From The Wall Street Journal, Opinion, "
With Justice Barrett, Is the End Near for Racial Preferences? A new majority may stop equivocating on affirmative action, which has impeded black mobility." by Jason L Riley:
The “progress toward equality for black Americans didn’t begin in 1965,” write Harvard political scientist Robert Putnam and his co-author, Shaylyn Romney Garrett, in their new book, “The Upswing.” “By many measures, blacks were moving toward parity with whites well before the victories of the Civil Rights revolution, despite the limitations imposed by Jim Crow.” Moreover, “after the Civil Rights movement, that longstanding trend toward racial equality slowed, stopped, and even reversed.” The emphasis is the authors’.
In the 1940s and ’50s, black-white gaps were not only shrinking in income, educational attainment, homeownership rates and other measures. The gaps were shrinking at unprecedented rates that have never been repeated, even during the subsequent era of affirmative action.

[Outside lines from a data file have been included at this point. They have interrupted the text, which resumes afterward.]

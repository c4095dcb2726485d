use async_trait::async_trait;
use serde_json::json;
use std::sync::atomic::{AtomicUsize, Ordering};
use std::sync::Arc;
use tokio::sync::OnceCell;

use crate::error::{PhaselaneError, Result};
use crate::logger::StructuredLogger;
use crate::ports::{
    AgentBridge, DeliverableGenerator, LaneClassifier, LaneExecutor, PhaseClassifier,
    ProjectStore, QuickLaneFactory, ReviewerFactory,
};

/// Shared collaborator handles, constructed once per process.
#[derive(Clone)]
pub struct Services {
    pub store: Arc<dyn ProjectStore>,
    pub agents: Arc<dyn AgentBridge>,
    pub reviewers: Arc<dyn ReviewerFactory>,
    pub deliverables: Arc<dyn DeliverableGenerator>,
    pub lane_classifier: Arc<dyn LaneClassifier>,
    pub phase_classifier: Arc<dyn PhaseClassifier>,
    pub complex_lane: Arc<dyn LaneExecutor>,
    pub quick_lane: Arc<dyn QuickLaneFactory>,
}

#[async_trait]
pub trait ServiceFactory: Send + Sync {
    async fn build(&self) -> anyhow::Result<Services>;
}

/// Lazily builds [`Services`] on first use.
///
/// Concurrent first callers await the same in-flight construction. A failed
/// construction is not cached, so the next request retries.
pub struct ServiceRegistry {
    factory: Arc<dyn ServiceFactory>,
    cell: OnceCell<Services>,
    attempts: AtomicUsize,
    logger: StructuredLogger,
}

impl ServiceRegistry {
    pub fn new(factory: Arc<dyn ServiceFactory>, logger: StructuredLogger) -> Self {
        Self {
            factory,
            cell: OnceCell::new(),
            attempts: AtomicUsize::new(0),
            logger: logger.child(json!({"component": "service_registry"})),
        }
    }

    pub async fn ensure_initialized(&self) -> Result<&Services> {
        self.cell
            .get_or_try_init(|| async {
                let attempt = self.attempts.fetch_add(1, Ordering::SeqCst) + 1;
                let elapsed = StructuredLogger::start_timer();
                match self.factory.build().await {
                    Ok(services) => {
                        self.logger.info(
                            "services_initialized",
                            json!({"attempt": attempt, "durationMs": elapsed()}),
                        );
                        Ok(services)
                    }
                    Err(e) => {
                        self.logger.error(
                            "services_initialization_failed",
                            json!({"attempt": attempt, "error": format!("{e:#}")}),
                        );
                        Err(PhaselaneError::ServiceInit(format!("{e:#}")))
                    }
                }
            })
            .await
    }

    pub fn is_initialized(&self) -> bool {
        self.cell.initialized()
    }

    /// Number of construction attempts made so far.
    pub fn attempts(&self) -> usize {
        self.attempts.load(Ordering::SeqCst)
    }
}

#[cfg(test)]
mod tests {
    use super::*;
    use crate::logger::MemorySink;
    use crate::testing::FakeServices;
    use std::sync::atomic::AtomicBool;
    use std::time::Duration;

    struct SlowFactory {
        builds: AtomicUsize,
    }

    #[async_trait]
    impl ServiceFactory for SlowFactory {
        async fn build(&self) -> anyhow::Result<Services> {
            self.builds.fetch_add(1, Ordering::SeqCst);
            tokio::time::sleep(Duration::from_millis(20)).await;
            Ok(FakeServices::new().services())
        }
    }

    struct FlakyFactory {
        failed_once: AtomicBool,
    }

    #[async_trait]
    impl ServiceFactory for FlakyFactory {
        async fn build(&self) -> anyhow::Result<Services> {
            if !self.failed_once.swap(true, Ordering::SeqCst) {
                anyhow::bail!("store locked");
            }
            Ok(FakeServices::new().services())
        }
    }

    #[tokio::test]
    async fn concurrent_callers_share_one_construction() {
        let factory = Arc::new(SlowFactory {
            builds: AtomicUsize::new(0),
        });
        let registry = Arc::new(ServiceRegistry::new(
            factory.clone(),
            StructuredLogger::disabled(),
        ));

        let mut handles = Vec::new();
        for _ in 0..8 {
            let registry = Arc::clone(&registry);
            handles.push(tokio::spawn(async move {
                registry.ensure_initialized().await.map(|_| ())
            }));
        }
        for h in handles {
            h.await.unwrap().unwrap();
        }

        assert_eq!(factory.builds.load(Ordering::SeqCst), 1);
        assert!(registry.is_initialized());
        registry.ensure_initialized().await.unwrap();
        assert_eq!(registry.attempts(), 1);
    }

    #[tokio::test]
    async fn failed_initialization_is_retried() {
        let sink = Arc::new(MemorySink::new());
        let registry = ServiceRegistry::new(
            Arc::new(FlakyFactory {
                failed_once: AtomicBool::new(false),
            }),
            StructuredLogger::new(sink.clone()),
        );

        let err = registry.ensure_initialized().await.err().unwrap();
        assert!(err.to_string().contains("store locked"));
        assert!(!registry.is_initialized());

        registry.ensure_initialized().await.unwrap();
        assert_eq!(registry.attempts(), 2);
        assert_eq!(sink.with_message("services_initialization_failed").len(), 1);
        let ok = &sink.with_message("services_initialized")[0];
        assert_eq!(ok["component"], "service_registry");
        assert_eq!(ok["attempt"], 2);
    }
}
impl MemorySink {
    pub fn new() -> Self {
        Self::default()
    }

    pub fn records(&self) -> Vec<Value> {
        self.records
            .lock()
            .unwrap_or_else(|e| e.into_inner())
            .clone()
    }

    pub fn with_message(&self, message: &str) -> Vec<Value> {
        self.records()
            .into_iter()
            .filter(|r| r["message"] == message)
            .collect()
    }

    pub fn with_level(&self, level: LogLevel) -> Vec<Value> {
        self.records()
            .into_iter()
            .filter(|r| r["level"] == level.as_str())
            .collect()
    }
}

impl RecordSink for MemorySink {
    fn write(&self, record: &Value) {
        self.records
            .lock()
            .unwrap_or_else(|e| e.into_inner())
            .push(record.clone());
    }
}

// ---------------------------------------------------------------------------
// Metrics
// ---------------------------------------------------------------------------

#[derive(Debug, Clone, Copy, PartialEq, Eq, Serialize, Deserialize)]
#[serde(rename_all = "lowercase")]
pub enum MetricKind {
    Timing,
    Counter,
    Gauge,
}

#[derive(Debug, Clone, PartialEq, Serialize, Deserialize)]
pub struct MetricEvent {
    pub name: String,
    #[serde(rename = "type")]
    pub kind: MetricKind,
    pub value: f64,
    #[serde(default)]
    pub attributes: BTreeMap<String, String>,
    pub timestamp: DateTime<Utc>,
}

impl MetricEvent {
    pub fn new(name: impl Into<String>, kind: MetricKind, value: f64) -> Self {
        Self {
            name: name.into(),
            kind,
            value,
            attributes: BTreeMap::new(),
            timestamp: Utc::now(),
        }
    }

    pub fn with_attribute(mut self, key: impl Into<String>, value: impl Into<String>) -> Self {
        self.attributes.insert(key.into(), value.into());
        self
    }
}

#[async_trait]
pub trait MetricSink: Send + Sync {
    fn name(&self) -> &str;
    async fn record(&self, event: MetricEvent) -> anyhow::Result<()>;
}

/// Mirrors each metric as a debug-level record.
pub struct LogMetricSink {
    sink: Arc<dyn RecordSink>,
}

impl LogMetricSink {
    pub fn new(sink: Arc<dyn RecordSink>) -> Self {
        Self { sink }
    }
}

#[async_trait]
impl MetricSink for LogMetricSink {
    fn name(&self) -> &str {
        "log"
    }

    async fn record(&self, event: MetricEvent) -> anyhow::Result<()> {
        let mut record = fields_of(serde_json::to_value(&event)?);
        record.insert("metric".to_string(), Value::String(event.name.clone()));
        record.insert("level".to_string(), json!(LogLevel::Debug.as_str()));
        record.insert("message".to_string(), json!("metric"));
        self.sink.write(&Value::Object(normalize_fields(record)));
        Ok(())
    }
}

/// Appends one JSON line per metric event to a file.
pub struct JsonlMetricSink {
    path: PathBuf,
}

impl JsonlMetricSink {
    pub fn new(path: impl Into<PathBuf>) -> Self {
        Self { path: path.into() }
    }
}

#[async_trait]
impl MetricSink for JsonlMetricSink {
    fn name(&self) -> &str {
        "jsonl"
    }

    async fn record(&self, event: MetricEvent) -> anyhow::Result<()> {
        use tokio::io::AsyncWriteExt;

        if let Some(parent) = self.path.parent() {
            tokio::fs::create_dir_all(parent).await?;
        }
        let mut line = serde_json::to_vec(&event)?;
        line.push(b'\n');
        let mut file = tokio::fs::OpenOptions::new()
            .create(true)
            .append(true)
            .open(&self.path)
            .await?;
        file.write_all(&line).await?;
        Ok(())
    }
}

// ---------------------------------------------------------------------------
// StructuredLogger
// ---------------------------------------------------------------------------

struct Shared {
    sink: Arc<dyn RecordSink>,
    metric_sinks: Vec<Arc<dyn MetricSink>>,
    min_level: LogLevel,
}

/// Cheap to clone; children share the sinks and carry their own base
/// fields.
#[derive(Clone)]
pub struct StructuredLogger {
    shared: Arc<Shared>,
    base: Arc<Fields>,
}

pub struct LoggerBuilder {
    sink: Arc<dyn RecordSink>,
    metric_sinks: Vec<Arc<dyn MetricSink>>,
    min_level: LogLevel,
    base: Fields,
}

impl LoggerBuilder {
    pub fn min_level(mut self, level: LogLevel) -> Self {
        self.min_level = level;
        self
    }

    pub fn metric_sink(mut self, sink: Arc<dyn MetricSink>) -> Self {
        self.metric_sinks.push(sink);
        self
    }

    pub fn base_fields(mut self, fields: Value) -> Self {
        self.base.extend(normalize_fields(fields_of(fields)));
        self
    }

    pub fn build(self) -> StructuredLogger {
        StructuredLogger {
            shared: Arc::new(Shared {
                sink: self.sink,
                metric_sinks: self.metric_sinks,
                min_level: self.min_level,
            }),
            base: Arc::new(self.base),
        }
    }
}

impl StructuredLogger {
    pub fn builder(sink: Arc<dyn RecordSink>) -> LoggerBuilder {
        LoggerBuilder {
            sink,
            metric_sinks: Vec::new(),
            min_level: LogLevel::Info,
            base: Fields::new(),
        }
    }

    pub fn new(sink: Arc<dyn RecordSink>) -> Self {
        Self::builder(sink).build()
    }

    pub fn stderr() -> Self {
        Self::new(Arc::new(JsonLineSink::stderr()))
    }

    /// A logger that drops everything. Handy for collaborators built
    /// outside a server context.
    pub fn disabled() -> Self {
        struct Discard;
        impl RecordSink for Discard {
            fn write(&self, _record: &Value) {}
        }
        Self::new(Arc::new(Discard))
    }

    /// Returns a new logger whose base fields are the parent's merged with
    /// `fields`. The parent is unchanged.
    pub fn child(&self, fields: Value) -> Self {
        let mut base = (*self.base).clone();
        base.extend(normalize_fields(fields_of(fields)));
        Self {
            shared: Arc::clone(&self.shared),
            base: Arc::new(base),
        }
    }

    pub fn base_fields(&self) -> &Fields {
        &self.base
    }

    pub fn log(&self, level: LogLevel, message: &str, fields: Value) {
        if level < self.shared.min_level {
            return;
        }
        let mut record = Fields::new();
        record.insert(
            "timestamp".to_string(),
            Value::String(Utc::now().to_rfc3339_opts(chrono::SecondsFormat::Millis, true)),
        );
        record.insert("level".to_string(), json!(level.as_str()));
        record.insert("message".to_string(), json!(message));
        for (k, v) in self.base.iter() {
            if !RESERVED_KEYS.contains(&k.as_str()) {
                record.insert(k.clone(), v.clone());
            }
        }
        for (k, v) in normalize_fields(fields_of(fields)) {
            if !RESERVED_KEYS.contains(&k.as_str()) {
                record.insert(k, v);
            }
        }
        self.shared.sink.write(&Value::Object(record));
    }

    pub fn debug(&self, message: &str, fields: Value) {
        self.log(LogLevel::Debug, message, fields);
    }

    pub fn info(&self, message: &str, fields: Value) {
        self.log(LogLevel::Info, message, fields);
    }

    pub fn warn(&self, message: &str, fields: Value) {
        self.log(LogLevel::Warn, message, fields);
    }

    pub fn error(&self, message: &str, fields: Value) {
        self.log(LogLevel::Error, message, fields);
    }

    /// Returns a closure yielding milliseconds elapsed since this call,
    /// measured on the monotonic clock.
    pub fn start_timer() -> impl Fn() -> f64 + Send + Sync {
        let start = Instant::now();
        move || start.elapsed().as_secs_f64() * 1000.0
    }

    /// Hands `event` to every metric sink without waiting for any of them.
    pub fn record_metric(&self, event: MetricEvent) {
        if self.shared.metric_sinks.is_empty() {
            return;
        }
        let Ok(handle) = tokio::runtime::Handle::try_current() else {
            self.warn(
                "metric_sink_error",
                json!({"metric": event.name, "error": "no async runtime available"}),
            );
            return;
        };
        for sink in &self.shared.metric_sinks {
            let sink = Arc::clone(sink);
            let event = event.clone();
            let logger = self.clone();
            handle.spawn(async move {
                let metric = event.name.clone();
                let error = match AssertUnwindSafe(sink.record(event)).catch_unwind().await {
                    Ok(Ok(())) => return,
                    Ok(Err(e)) => format!("{e:#}"),
                    Err(payload) => crate::error::panic_message(payload.as_ref()),
                };
                logger.warn(
                    "metric_sink_error",
                    json!({"sink": sink.name(), "metric": metric, "error": error}),
                );
            });
        }
    }

    pub fn record_timing(&self, name: &str, duration_ms: f64, attributes: BTreeMap<String, String>) {
        let mut event = MetricEvent::new(name, MetricKind::Timing, duration_ms);
        event.attributes = attributes;
        self.record_metric(event);
    }

    /// Awaits `fut`, logging its duration. On failure the error is logged,
    /// a timing metric tagged `error = "true"` is emitted, and the original
    /// error is returned to the caller unchanged.
    pub async fn time<T, E, Fut>(
        &self,
        label: &str,
        fut: Fut,
        fields: Value,
        metric_name: Option<&str>,
    ) -> Result<T, E>
    where
        Fut: Future<Output = Result<T, E>>,
        E: fmt::Display,
    {
        let elapsed = Self::start_timer();
        let outcome = fut.await;
        let duration_ms = elapsed();

        let mut fields = fields_of(fields);
        fields.insert("durationMs".to_string(), json!(duration_ms));
        match &outcome {
            Ok(_) => {
                self.log(LogLevel::Info, label, Value::Object(fields));
                if let Some(name) = metric_name {
                    self.record_timing(name, duration_ms, BTreeMap::new());
                }
            }
            Err(e) => {
                fields.insert("error".to_string(), json!(e.to_string()));
                self.log(LogLevel::Error, label, Value::Object(fields));
                let mut attributes = BTreeMap::new();
                attributes.insert("error".to_string(), "true".to_string());
                self.record_timing(metric_name.unwrap_or(label), duration_ms, attributes);
            }
        }
        outcome
    }
}

// ---------------------------------------------------------------------------
// Tests
// ---------------------------------------------------------------------------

If anything, the evidence shows that racial preferences have coincided with slower black upward mobility. After the University of California system ended its race-conscious admissions policies in the 1990s, black graduation rates rose. A policy intended to increase the size of the black middle class was in practice limiting its growth. It would be difficult to identify a government program coming out of the 1960s that did more to help blacks than what black were doing to help themselves before the program.